PURPOSE Muscle protein synthesis (MPS) and muscle protein degradation (MPD) are well known modulators for muscle mass maintenance. Given that slow‐twitch skeletal muscle atrophies with aging, we sought to examine the effects of aging on MPS and MPD markers in the soleus muscle of rodents ranging from 3 to 24 months. MEHTODS Male Fischer 344 rats (300–600g) were successfully aged to 3, 6, 12, 18 and 24 months, were injected with puromycin (0.02 mg/g body mass), euthanized, soleus muscle was extracted and wet skeletal muscle weights were obtained. Muscle tissue was then processed for biochemical processing.
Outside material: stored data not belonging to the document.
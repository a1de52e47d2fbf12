use octo_github::webhook_payload::GithubUser;
use octo_settings::BotSettings;

#[derive(Debug, Clone, Copy, PartialEq, Eq)]
/// Enumerates supported `SenderDecision` values.
pub enum SenderDecision {
    Allowed,
    /// Bot accounts and the app's own installation identity.
    RejectedAutomation,
    RejectedNotAllowed,
}

impl SenderDecision {
    pub fn is_allowed(self) -> bool {
        self == Self::Allowed
    }
}

/// Decides whether a delivery's sender may trigger the bot.
pub fn validate_sender(
    sender: &GithubUser,
    installation_id: Option<u64>,
    settings: &BotSettings,
) -> SenderDecision {
    let is_installation = installation_id.is_some_and(|id| id == sender.id);
    if sender.kind == "Bot" || is_installation || sender.login.contains("[bot]") {
        return SenderDecision::RejectedAutomation;
    }
    if !settings.is_user_allowed(&sender.login) {
        return SenderDecision::RejectedNotAllowed;
    }
    SenderDecision::Allowed
}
MPS was assessed via the SUNsET method, and MPD was assessed using whole lane densitometry via ubiquitin immunoblotting. RESULTS Relative soleus masses revealed significant between‐group differences throughout the lifespan (p=0.004); specifically, masses were 20% greater in 3 versus 18 month old rats (p=0.010) and 20% greater in 3 versus 24 month old rats (p=0.013). Interestingly, MPS levels were not different between any of the age groups. Poly‐ubiquinated protein levels were trending (p=0.051), but not different between any of the age groups. CONCLUSION It appears that soleus muscle atrophy occurs with aging. However, this does not appear to be reflected via decrements in MPS and increases in protein poly‐ubiquination. Mechanisms related to slow‐twitch skeletal muscle atrophy remain to be determined and should be further investigated. Support or Funding Information ACKNOWLEDGEMENTS: This study was supported in part by a contract from The University of Tampa (to M.D.R. from J.M.W.) as well as laboratory start‐up funds from M.D.R.